START Information supplied

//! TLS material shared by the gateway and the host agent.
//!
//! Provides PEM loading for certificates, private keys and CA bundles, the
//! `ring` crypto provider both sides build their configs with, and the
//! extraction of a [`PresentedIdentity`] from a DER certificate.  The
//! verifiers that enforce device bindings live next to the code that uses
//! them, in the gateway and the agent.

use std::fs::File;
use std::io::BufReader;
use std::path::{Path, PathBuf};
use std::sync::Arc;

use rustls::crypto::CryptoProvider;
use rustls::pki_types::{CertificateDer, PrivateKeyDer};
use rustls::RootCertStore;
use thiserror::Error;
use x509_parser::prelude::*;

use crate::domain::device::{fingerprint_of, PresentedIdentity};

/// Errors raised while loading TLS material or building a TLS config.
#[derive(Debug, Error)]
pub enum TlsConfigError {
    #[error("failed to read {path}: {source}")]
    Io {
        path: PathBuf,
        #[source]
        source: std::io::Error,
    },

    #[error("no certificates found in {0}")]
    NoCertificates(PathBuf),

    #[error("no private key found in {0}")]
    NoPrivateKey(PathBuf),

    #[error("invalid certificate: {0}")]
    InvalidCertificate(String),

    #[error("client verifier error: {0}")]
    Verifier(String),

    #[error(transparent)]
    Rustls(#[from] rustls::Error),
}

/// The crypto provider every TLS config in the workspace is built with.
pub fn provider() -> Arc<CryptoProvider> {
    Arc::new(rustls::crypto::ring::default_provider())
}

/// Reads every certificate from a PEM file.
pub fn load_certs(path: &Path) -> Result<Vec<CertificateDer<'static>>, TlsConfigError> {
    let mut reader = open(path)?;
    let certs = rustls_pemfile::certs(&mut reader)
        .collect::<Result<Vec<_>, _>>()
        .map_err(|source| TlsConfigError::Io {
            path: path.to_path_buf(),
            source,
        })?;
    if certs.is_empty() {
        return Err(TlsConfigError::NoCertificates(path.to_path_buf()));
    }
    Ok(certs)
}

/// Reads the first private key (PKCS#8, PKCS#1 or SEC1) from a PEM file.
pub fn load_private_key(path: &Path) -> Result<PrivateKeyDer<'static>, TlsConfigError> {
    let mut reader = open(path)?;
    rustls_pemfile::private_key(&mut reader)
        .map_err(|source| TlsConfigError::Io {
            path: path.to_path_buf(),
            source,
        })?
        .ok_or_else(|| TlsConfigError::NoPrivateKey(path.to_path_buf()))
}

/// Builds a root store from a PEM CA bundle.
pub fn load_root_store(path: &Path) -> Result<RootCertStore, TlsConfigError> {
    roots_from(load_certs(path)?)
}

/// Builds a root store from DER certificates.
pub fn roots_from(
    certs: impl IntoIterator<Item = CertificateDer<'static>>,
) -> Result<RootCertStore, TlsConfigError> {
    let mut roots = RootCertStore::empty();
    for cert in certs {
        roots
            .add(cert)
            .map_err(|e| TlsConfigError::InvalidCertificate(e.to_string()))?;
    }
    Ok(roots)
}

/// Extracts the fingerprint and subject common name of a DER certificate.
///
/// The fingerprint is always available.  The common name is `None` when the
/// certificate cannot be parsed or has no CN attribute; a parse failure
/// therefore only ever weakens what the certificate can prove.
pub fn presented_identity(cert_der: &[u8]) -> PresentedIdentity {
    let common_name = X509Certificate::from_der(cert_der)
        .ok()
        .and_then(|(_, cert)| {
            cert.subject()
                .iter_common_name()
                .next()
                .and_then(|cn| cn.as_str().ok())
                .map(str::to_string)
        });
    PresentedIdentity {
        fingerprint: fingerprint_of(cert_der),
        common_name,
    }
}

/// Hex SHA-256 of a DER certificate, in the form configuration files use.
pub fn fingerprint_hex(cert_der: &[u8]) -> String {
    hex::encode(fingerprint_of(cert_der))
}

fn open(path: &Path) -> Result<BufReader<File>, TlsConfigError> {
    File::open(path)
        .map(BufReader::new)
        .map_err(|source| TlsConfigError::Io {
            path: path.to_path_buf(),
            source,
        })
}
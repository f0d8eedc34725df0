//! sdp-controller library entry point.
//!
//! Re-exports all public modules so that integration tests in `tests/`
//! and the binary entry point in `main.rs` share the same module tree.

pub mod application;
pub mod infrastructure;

END Information supplied
START Information supplied

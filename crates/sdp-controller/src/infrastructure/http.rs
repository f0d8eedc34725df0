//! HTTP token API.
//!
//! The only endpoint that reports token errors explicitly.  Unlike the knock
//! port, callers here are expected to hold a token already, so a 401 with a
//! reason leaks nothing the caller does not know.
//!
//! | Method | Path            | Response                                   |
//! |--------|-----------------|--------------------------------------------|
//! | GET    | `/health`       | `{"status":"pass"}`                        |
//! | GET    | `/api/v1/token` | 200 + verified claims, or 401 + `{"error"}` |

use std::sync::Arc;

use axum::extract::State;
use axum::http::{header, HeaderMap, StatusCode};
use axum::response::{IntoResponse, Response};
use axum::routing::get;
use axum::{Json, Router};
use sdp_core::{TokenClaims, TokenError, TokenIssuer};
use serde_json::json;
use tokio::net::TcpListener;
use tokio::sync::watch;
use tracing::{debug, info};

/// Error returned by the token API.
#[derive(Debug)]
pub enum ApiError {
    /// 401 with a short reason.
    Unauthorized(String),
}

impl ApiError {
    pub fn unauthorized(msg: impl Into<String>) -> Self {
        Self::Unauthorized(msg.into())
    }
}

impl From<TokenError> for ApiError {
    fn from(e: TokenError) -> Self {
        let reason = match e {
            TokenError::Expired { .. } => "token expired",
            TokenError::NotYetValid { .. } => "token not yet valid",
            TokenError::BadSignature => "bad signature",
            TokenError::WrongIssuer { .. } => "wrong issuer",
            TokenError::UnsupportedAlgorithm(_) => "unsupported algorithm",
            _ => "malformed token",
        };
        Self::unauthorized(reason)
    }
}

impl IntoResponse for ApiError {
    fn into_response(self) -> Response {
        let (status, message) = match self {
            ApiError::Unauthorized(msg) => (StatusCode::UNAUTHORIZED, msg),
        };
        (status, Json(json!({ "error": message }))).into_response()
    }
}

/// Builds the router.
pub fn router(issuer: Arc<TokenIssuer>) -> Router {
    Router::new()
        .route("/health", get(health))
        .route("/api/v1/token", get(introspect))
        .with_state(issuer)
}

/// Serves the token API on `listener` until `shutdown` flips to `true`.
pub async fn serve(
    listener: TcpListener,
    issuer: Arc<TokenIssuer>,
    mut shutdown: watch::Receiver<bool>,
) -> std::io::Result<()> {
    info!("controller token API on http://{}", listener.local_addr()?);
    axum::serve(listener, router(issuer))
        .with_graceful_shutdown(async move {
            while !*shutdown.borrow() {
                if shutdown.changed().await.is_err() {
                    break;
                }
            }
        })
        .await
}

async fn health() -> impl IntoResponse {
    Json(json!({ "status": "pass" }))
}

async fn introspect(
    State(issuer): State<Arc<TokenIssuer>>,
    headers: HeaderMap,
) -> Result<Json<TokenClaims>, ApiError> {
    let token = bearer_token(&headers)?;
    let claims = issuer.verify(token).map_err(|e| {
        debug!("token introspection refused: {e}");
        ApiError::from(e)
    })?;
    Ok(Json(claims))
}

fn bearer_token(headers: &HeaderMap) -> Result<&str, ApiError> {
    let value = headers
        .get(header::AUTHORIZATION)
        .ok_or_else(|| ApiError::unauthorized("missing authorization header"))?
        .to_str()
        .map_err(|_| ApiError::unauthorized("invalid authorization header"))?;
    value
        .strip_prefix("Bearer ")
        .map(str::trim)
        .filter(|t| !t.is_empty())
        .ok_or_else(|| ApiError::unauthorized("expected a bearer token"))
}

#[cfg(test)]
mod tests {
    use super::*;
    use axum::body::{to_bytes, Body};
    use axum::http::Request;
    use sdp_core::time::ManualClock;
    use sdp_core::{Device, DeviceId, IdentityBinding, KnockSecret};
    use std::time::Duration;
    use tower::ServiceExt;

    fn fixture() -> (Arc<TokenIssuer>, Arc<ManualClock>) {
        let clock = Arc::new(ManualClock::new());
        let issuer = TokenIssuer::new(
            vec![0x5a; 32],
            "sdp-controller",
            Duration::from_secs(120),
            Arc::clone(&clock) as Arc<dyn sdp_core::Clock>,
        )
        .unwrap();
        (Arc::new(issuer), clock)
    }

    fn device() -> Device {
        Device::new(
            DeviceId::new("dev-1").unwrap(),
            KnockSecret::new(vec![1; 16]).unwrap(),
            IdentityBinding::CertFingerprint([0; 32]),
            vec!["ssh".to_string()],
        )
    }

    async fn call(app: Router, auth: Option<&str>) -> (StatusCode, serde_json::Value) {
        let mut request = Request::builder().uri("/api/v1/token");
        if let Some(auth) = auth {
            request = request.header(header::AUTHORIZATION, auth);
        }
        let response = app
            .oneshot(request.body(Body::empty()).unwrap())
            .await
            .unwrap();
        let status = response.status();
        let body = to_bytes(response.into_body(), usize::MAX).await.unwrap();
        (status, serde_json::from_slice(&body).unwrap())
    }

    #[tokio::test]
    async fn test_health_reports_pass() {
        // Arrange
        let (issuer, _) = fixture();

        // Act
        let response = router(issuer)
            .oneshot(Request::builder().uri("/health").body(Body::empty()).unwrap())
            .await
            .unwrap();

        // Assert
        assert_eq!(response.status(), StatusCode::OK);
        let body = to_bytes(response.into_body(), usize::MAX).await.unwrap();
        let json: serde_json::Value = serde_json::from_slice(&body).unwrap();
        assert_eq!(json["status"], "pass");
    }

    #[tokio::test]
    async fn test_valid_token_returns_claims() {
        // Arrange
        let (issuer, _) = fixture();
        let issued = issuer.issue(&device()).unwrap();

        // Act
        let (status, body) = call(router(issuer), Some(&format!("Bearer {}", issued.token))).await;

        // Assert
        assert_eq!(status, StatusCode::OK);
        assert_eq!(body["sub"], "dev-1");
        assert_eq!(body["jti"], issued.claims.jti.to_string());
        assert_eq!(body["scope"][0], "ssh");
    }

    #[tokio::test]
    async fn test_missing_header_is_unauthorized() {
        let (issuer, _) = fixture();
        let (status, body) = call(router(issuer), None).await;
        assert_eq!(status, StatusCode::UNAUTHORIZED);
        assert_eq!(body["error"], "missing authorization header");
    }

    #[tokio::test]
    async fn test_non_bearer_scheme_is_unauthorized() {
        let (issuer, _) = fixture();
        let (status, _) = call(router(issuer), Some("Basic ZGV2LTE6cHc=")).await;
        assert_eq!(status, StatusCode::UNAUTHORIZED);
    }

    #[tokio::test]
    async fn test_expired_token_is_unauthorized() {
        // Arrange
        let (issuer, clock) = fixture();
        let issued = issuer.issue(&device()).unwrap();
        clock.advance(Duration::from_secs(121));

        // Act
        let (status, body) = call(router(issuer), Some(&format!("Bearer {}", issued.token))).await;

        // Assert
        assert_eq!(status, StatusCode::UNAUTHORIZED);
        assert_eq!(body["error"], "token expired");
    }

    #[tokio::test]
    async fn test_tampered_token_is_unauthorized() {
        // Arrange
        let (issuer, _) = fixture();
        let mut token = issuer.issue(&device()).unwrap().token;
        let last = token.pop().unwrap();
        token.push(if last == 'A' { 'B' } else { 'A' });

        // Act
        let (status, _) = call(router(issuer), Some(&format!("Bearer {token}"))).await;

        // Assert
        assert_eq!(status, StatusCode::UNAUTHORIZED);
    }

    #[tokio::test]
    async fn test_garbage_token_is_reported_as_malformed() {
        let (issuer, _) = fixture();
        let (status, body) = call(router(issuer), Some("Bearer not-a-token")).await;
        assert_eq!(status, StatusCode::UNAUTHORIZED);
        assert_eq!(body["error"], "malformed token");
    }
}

END Information supplied

Your task: Starting at the line above that holds "the host agent." and ending at the line that holds "code that uses", transcribe each line exactly and include no other lines.

Reply to the task:
//! TLS material shared by the gateway and the host agent.
//!
//! Provides PEM loading for certificates, private keys and CA bundles, the
//! `ring` crypto provider both sides build their configs with, and the
//! extraction of a [`PresentedIdentity`] from a DER certificate.  The
//! verifiers that enforce device bindings live next to the code that uses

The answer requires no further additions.